CHARLOTTE, N.C.--"I will lift up my eyes unto the hills from whence cometh 
my help." 
   NOT! 
   Heartless race route planners cruelly punished the 150 runners, walkers 
and rollers who braved the dawn to participate in the Board of Pensions 
annual 5K event June 17. 
   The start was deceptively encouraging.  Starting on a lovely tree-lined 
street behind the Charlotte YMCA, the course early on wended its way down a 
picturesque gentle hill.  With a song in my heart and adequate spring in my 
legs, I settled into a comfortable pace to enjoy the cool Charlotte 
morning. 
   My first warning sign came within 200 yards of the start.  John 
Detterick, who I have learned from the confirmation materials is 57, blew 
by me like I was standing still.  Okay, I can live with that.  But last 
year in Syracuse I managed to stay with Bill Henning, who makes Detterick 
look like a spring chicken, for the most of the race.  By the bottom of the 
hill, Henning was out of sight. 
   Then, not even 1K into the race, I found myself wondering if I had 
wandered onto a roller-coaster track at Six Flags rather than a race 
course.  Now, I know that for every downhill stretch there has to be an 
equal uphill stretch.  But this course defied the laws of physics -- by the 
4K mark, I'm sure I had already run 3.5K uphill. 
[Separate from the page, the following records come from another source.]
//! Coordinate transformation graphs.
//!
//! A [`CoordTransformGraph`] maps coordinate names to [`Node`]s: constants,
//! aliases of other coordinates, or pure functions of other named
//! coordinates. Graphs are plain data and can be merged. Evaluation happens in
//! two phases:
//!
//! 1. [`CoordTransformGraph::plan`] resolves the requested targets against
//!    the coordinates already available and orders the required nodes
//!    topologically. Missing inputs and cycles are reported here, before any
//!    arithmetic runs.
//! 2. [`TransformPlan::execute`] evaluates every planned node exactly once and
//!    attaches the results to a copy of the data.
//!
//! Coordinates already present on the data always take precedence over graph
//! nodes of the same name.

use bifrost_core::{
    Coord, CoordKind, DataArray, Error, Result, Variable, EVENT_DIM,
};
use log::debug;
use std::collections::{BTreeMap, BTreeSet};
use std::fmt;
use std::sync::Arc;

/// Signature of a graph function: input values in declaration order.
pub type NodeFn = Arc<dyn Fn(&[&Variable]) -> Result<Variable> + Send + Sync>;

/// A node of a coordinate transformation graph.
#[derive(Clone)]
pub enum Node {
    /// A fixed value, typically captured instrument parameters.
    Constant(Variable),
    /// Another coordinate under a different name.
    Alias(String),
    /// A pure function of other coordinates.
    Function { inputs: Vec<String>, func: NodeFn },
}

impl fmt::Debug for Node {
    fn fmt(&self, f: &mut fmt::Formatter<'_>) -> fmt::Result {
        match self {
            Node::Constant(v) => write!(f, "Constant({:?} {})", v.dims(), v.unit()),
            Node::Alias(source) => write!(f, "Alias({source})"),
            Node::Function { inputs, .. } => write!(f, "Function({inputs:?})"),
        }
    }
}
   At the 2K mark, a fresh-faced runner breezed by -- this guy hadn't even 
broken a sweat -- smiled warmly and said, "Beautiful place, huh?"  He was 
long gone before he could hear my reply: "Gee, all pavement looks the same 
to me." 
   At about the 3K mark, we turned onto Templeton Avenue and I thought, "At 
least I'll blow by Judy Freyer (the intrepid investment whiz of the Board 
of Pensions) because she'll be pausing here to erect a shrine."  Little did 
I know that not only is Judy an investment guru, she's a very sane woman -- 
she was back with the walkers. 
   At the 3.5K mark, Paul Stavrakos pulled up alongside, ran with us for a 
few hundred yards, and then said he was running ahead to catch the elusive 
Henning.  At the 4K mark, Paul was only about 10 yards in front of us and I 
thought, "Well, if he's catching up with Henning, I must be doing pretty 
well."  Wrong again, bucko -- Paul never came close to Henning (he claimed 
the last brutal hill to the finish line slowed him down "just enough" to 
fail in his Henning quest.) 
   The highlight of my quixotic folly occurred just past the 4K mark, when 
I wheezed past a Charlotte police officer, who was directing traffic while 
singing an African American spiritual, "Keep on running, don't stop now." 
That saint in blue got me to the finish line. 
   Because the course retraced some of its steps -- finishing at the same 
point at which it had started -- we concluded the race by running back up 
the same "picturesque, gentle hill" that began the race.  Only now it 
looked like Everest.  I now understood why the Board was so insistent that 
I sign a medical release form well in advance of the race. 
   Last year, the 5K followed a lovely, level lakefront path along the 
shore of Lake Onondaga in Syracuse.  I am resolved to continue to run this 
race as long as God gives me breath, but from now on I think I'll run it in 
Syracuse. 
   The winners: women runners: Sarah Mellander; men runners: Jim Watkins; 
men walkers: Stephen Smith; women walkers: Joy Henning.